Undaunted, in late 2017, I decided to joust at the agent windmill for a new series of novels base on a new character and more contemporary settings. This quest led me to an agent who asked in her query form what other books I had in work and I listed a non-fiction book called Gold & Silver Wings – Tales from Three Generations of Military Pilots. One thing led to another and suddenly back in June, I was creating a book proposal that would be sent out in August 2018 to a list of publishers she thought might be interested.
Call me naïve, but I thought that agents had the inside track to the publishers and they do. Major publisher websites and they say they do not want “un-agented” queries. She said it would take months to find a publisher.

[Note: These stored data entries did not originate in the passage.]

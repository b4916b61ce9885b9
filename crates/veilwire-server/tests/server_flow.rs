//! End-to-end tests over real TCP sockets
//!
//! Server and client run on one Tokio runtime with small primes so each
//! handshake takes milliseconds.

use std::{sync::Arc, time::Duration};

use rand::SeedableRng;
use rand_chacha::ChaCha20Rng;
use serde_json::Map;
use tokio::{
    io::{AsyncReadExt, AsyncWriteExt},
    net::{TcpSocket, TcpStream},
    task::JoinHandle,
};
use veilwire_client::{ClientConfig, ClientError, connect};
use veilwire_core::{
    EncryptedTransport, HandshakeConfig, HandshakeError, Responder, SessionCache, TransportConfig,
    decode_init, reply_envelope,
};
use veilwire_crypto::{AuthorityKeyPair, AuthorityPublicKey};
use veilwire_proto::{
    FrameDecoder, HANDSHAKE_MAX_FRAME_SIZE, MessageEnvelope, Method, Status, encode_frame,
};
use veilwire_server::{Server, ServerRuntimeConfig, keys::KeySource};

fn handshake_config() -> HandshakeConfig {
    HandshakeConfig {
        prime_bits: 256,
        min_prime_bits: 128,
        max_prime_bits: 1024,
        kdf_iterations: 100,
        ..HandshakeConfig::default()
    }
}

struct Running {
    identity: String,
    public_key: AuthorityPublicKey,
    sessions: Arc<tokio::sync::Mutex<SessionCache>>,
    task: JoinHandle<()>,
}

impl Drop for Running {
    fn drop(&mut self) {
        self.task.abort();
    }
}

async fn start_server(handshake_timeout: Duration) -> Running {
    let authority = AuthorityKeyPair::generate(&mut ChaCha20Rng::seed_from_u64(7));
    let config = ServerRuntimeConfig {
        bind_address: "127.0.0.1:0".to_string(),
        handshake: handshake_config(),
        handshake_timeout,
        ..ServerRuntimeConfig::default()
    };

    let server = Server::bind_with_authority(config, authority, KeySource::File).await.unwrap();
    Running {
        identity: server.identity().to_string(),
        public_key: server.public_key(),
        sessions: server.sessions(),
        task: tokio::spawn(async move {
            let _ = server.run().await;
        }),
    }
}

fn client_config(server: &Running) -> ClientConfig {
    ClientConfig {
        handshake: handshake_config(),
        ..ClientConfig::new(server.identity.clone(), server.public_key)
    }
}

async fn wait_for_empty_cache(sessions: &tokio::sync::Mutex<SessionCache>) {
    wait_for_empty_cache_within(sessions, Duration::from_secs(2)).await;
}

async fn wait_for_empty_cache_within(sessions: &tokio::sync::Mutex<SessionCache>, limit: Duration) {
    let polls = limit.as_millis() / 20;
    for _ in 0..polls {
        if sessions.lock().await.is_empty() {
            return;
        }
        tokio::time::sleep(Duration::from_millis(20)).await;
    }
    panic!("session cache never emptied");
}

async fn read_one_frame(stream: &mut TcpStream, decoder: &mut FrameDecoder) -> Option<Vec<u8>> {
    let mut chunk = [0u8; 4096];
    loop {
        if let Some(frame) = decoder.next_frame().unwrap() {
            return Some(frame.to_vec());
        }
        // A reset counts as closed: the server may hang up with input unread
        let Ok(n) = stream.read(&mut chunk).await else {
            return None;
        };
        if n == 0 {
            return None;
        }
        decoder.extend(&chunk[..n]);
    }
}

#[tokio::test]
async fn ping_after_handshake() {
    let server = start_server(Duration::from_secs(10)).await;
    let mut client = connect(server.identity.as_str(), client_config(&server)).await.unwrap();

    assert_eq!(client.session().server_identity, server.identity);
    assert_eq!(client.session().modulus.bits(), 256);

    client.ping().await.unwrap();
    client.ping().await.unwrap();

    let peer_established = {
        let sessions = server.sessions.lock().await;
        sessions.len() == 1
    };
    assert!(peer_established);

    client.close().await.unwrap();
    wait_for_empty_cache(&server.sessions).await;
}

#[tokio::test]
async fn unknown_endpoint_is_not_found() {
    let server = start_server(Duration::from_secs(10)).await;
    let mut client = connect(server.identity.as_str(), client_config(&server)).await.unwrap();

    let request = MessageEnvelope::request(Some("token".into()), Method::Post, "files.list", Map::new());
    let response = client.request(&request).await.unwrap();

    assert_eq!(response.status().unwrap().code, Status::NOT_FOUND);
    assert_eq!(response.endpoint, "files.list");
}

#[tokio::test]
async fn malformed_envelope_gets_bad_request() {
    let server = start_server(Duration::from_secs(10)).await;
    let mut client = connect(server.identity.as_str(), client_config(&server)).await.unwrap();

    let response = client.request_bytes(b"{not json").await.unwrap();
    assert_eq!(response.status().unwrap().code, Status::BAD_REQUEST);

    // Connection survives a malformed envelope
    client.ping().await.unwrap();
}

#[tokio::test]
async fn wrong_public_key_is_rejected() {
    let server = start_server(Duration::from_secs(10)).await;
    let impostor = AuthorityKeyPair::generate(&mut ChaCha20Rng::seed_from_u64(99));
    let config = ClientConfig {
        handshake: handshake_config(),
        ..ClientConfig::new(server.identity.clone(), impostor.public_key())
    };

    let result = connect(server.identity.as_str(), config).await;
    assert!(matches!(
        result,
        Err(ClientError::Handshake(HandshakeError::AuthenticationFailure { .. }))
    ));
    wait_for_empty_cache(&server.sessions).await;
}

#[tokio::test]
async fn wrong_identity_is_rejected() {
    let server = start_server(Duration::from_secs(10)).await;
    let config = ClientConfig {
        handshake: handshake_config(),
        ..ClientConfig::new("192.0.2.1:7100", server.public_key)
    };

    let result = connect(server.identity.as_str(), config).await;
    assert!(matches!(
        result,
        Err(ClientError::Handshake(HandshakeError::AuthenticationFailure { .. }))
    ));
}

#[tokio::test]
async fn silent_peer_times_out() {
    let server = start_server(Duration::from_millis(300)).await;
    let mut stream = TcpStream::connect(server.identity.as_str()).await.unwrap();
    let mut decoder = FrameDecoder::new();

    // Server speaks first, then gives up waiting for a reply
    let init = read_one_frame(&mut stream, &mut decoder).await.unwrap();
    assert!(decode_init(&init).is_ok());

    let closed = tokio::time::timeout(Duration::from_secs(5), read_one_frame(&mut stream, &mut decoder))
        .await
        .unwrap();
    assert!(closed.is_none());
    wait_for_empty_cache(&server.sessions).await;
}

/// Client side of the handshake done by hand, for peers that misbehave
/// after it.
async fn raw_session(
    server: &Running,
    stream: &mut TcpStream,
    decoder: &mut FrameDecoder,
) -> EncryptedTransport<()> {
    let init = decode_init(&read_one_frame(stream, decoder).await.unwrap()).unwrap();
    let mut responder = Responder::new(server.identity.clone(), server.public_key, handshake_config());
    let mut rng = ChaCha20Rng::seed_from_u64(5);
    let (reply, completion) = responder.handle_init(&init, &mut rng).unwrap();
    let reply = reply_envelope(reply).unwrap().to_bytes().unwrap();
    stream.write_all(&encode_frame(&reply).unwrap()).await.unwrap();

    let mut transport = EncryptedTransport::new((), TransportConfig::default());
    transport.arm(completion.material).unwrap();
    transport
}

#[tokio::test]
async fn forged_record_closes_connection() {
    let server = start_server(Duration::from_secs(10)).await;
    let mut stream = TcpStream::connect(server.identity.as_str()).await.unwrap();
    let mut decoder = FrameDecoder::new();
    let mut transport = raw_session(&server, &mut stream, &mut decoder).await;

    let ping = MessageEnvelope::request(None, Method::Get, "ping", Map::new());
    let mut record = transport.seal(&ping.to_bytes().unwrap()).unwrap();
    record[20] ^= 0x01;
    stream.write_all(&encode_frame(&record).unwrap()).await.unwrap();

    let closed = tokio::time::timeout(Duration::from_secs(5), read_one_frame(&mut stream, &mut decoder))
        .await
        .unwrap();
    assert!(closed.is_none());
}

#[tokio::test]
async fn oversized_handshake_frame_closes_connection() {
    let server = start_server(Duration::from_secs(10)).await;
    let mut stream = TcpStream::connect(server.identity.as_str()).await.unwrap();
    let mut decoder = FrameDecoder::new();
    read_one_frame(&mut stream, &mut decoder).await.unwrap();

    // Multi-megabyte reply whose publicValue is one huge decimal string
    let digits = "7".repeat(3 * 1024 * 1024);
    let reply = format!(
        r#"{{"identity":null,"method":"POST","endpoint":"handshake.reply","payload":{{"publicValue":"{digits}","encryptedSeed":""}}}}"#
    );
    assert!(reply.len() > HANDSHAKE_MAX_FRAME_SIZE);
    let _ = stream.write_all(&encode_frame(reply.as_bytes()).unwrap()).await;

    let closed = tokio::time::timeout(Duration::from_secs(2), read_one_frame(&mut stream, &mut decoder))
        .await
        .unwrap();
    assert!(closed.is_none());
    wait_for_empty_cache(&server.sessions).await;
}

#[tokio::test]
async fn peer_that_never_reads_is_disconnected() {
    let server = start_server(Duration::from_secs(10)).await;
    let socket = TcpSocket::new_v4().unwrap();
    socket.set_recv_buffer_size(4096).unwrap();
    let mut stream = socket.connect(server.identity.parse().unwrap()).await.unwrap();
    let mut decoder = FrameDecoder::new();
    let mut transport = raw_session(&server, &mut stream, &mut decoder).await;

    // Long endpoints are echoed back, so responses pile up quickly
    let request =
        MessageEnvelope::request(None, Method::Get, "x".repeat(16 * 1024), Map::new());
    let record = encode_frame(&transport.seal(&request.to_bytes().unwrap()).unwrap()).unwrap();

    let flood = tokio::spawn(async move {
        for _ in 0..10_000 {
            if stream.write_all(&record).await.is_err() {
                return;
            }
        }
    });

    wait_for_empty_cache_within(&server.sessions, Duration::from_secs(60)).await;
    flood.abort();
}

#[tokio::test]
async fn concurrent_clients_get_independent_sessions() {
    let server = start_server(Duration::from_secs(10)).await;

    let mut handles = Vec::new();
    for _ in 0..4 {
        let config = client_config(&server);
        let addr = server.identity.clone();
        handles.push(tokio::spawn(async move {
            let mut client = connect(addr.as_str(), config).await.unwrap();
            client.ping().await.unwrap();
            client.session().modulus.clone()
        }));
    }

    let mut moduli = Vec::new();
    for handle in handles {
        moduli.push(handle.await.unwrap());
    }
    moduli.sort();
    moduli.dedup();

    // Fresh parameters per connection
    assert_eq!(moduli.len(), 4);
}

That statement should have been interpreted as “I get rejected as much as you do.” Agents, as I am learning, face the same hurdles as the authors. Publishers use agents to screen manuscripts and authors. And, the process is just as fickle and quirky for them as it is when an author is trying to find an agent.
Some publishers send nice notes saying “they like the story and content, but it is just not for them.” Others have rejected it with no reason. The one that got me was “I didn’t have a big enough social media presence.” Huh? Let’s see, I am on LinkedIn, Facebook, have a large website… Oh, I don’t tweet. A following can be with a little help from the publisher built. My agent and I had a laugh about that because she said it is harder to find quality manuscripts, than build a social media following.
So the takeaway from this process is that agents get rejected just as often as the authors. They’re just closer to the holy grail of getting on with a major publisher. Patience, in this case, is a virtue, but the waiting and rejection is hard. A bastardization of Kevin Costner’s line in the movie Field of Dreams applies, “write it and a publisher will buy…” Maybe, the word “eventually” should be added.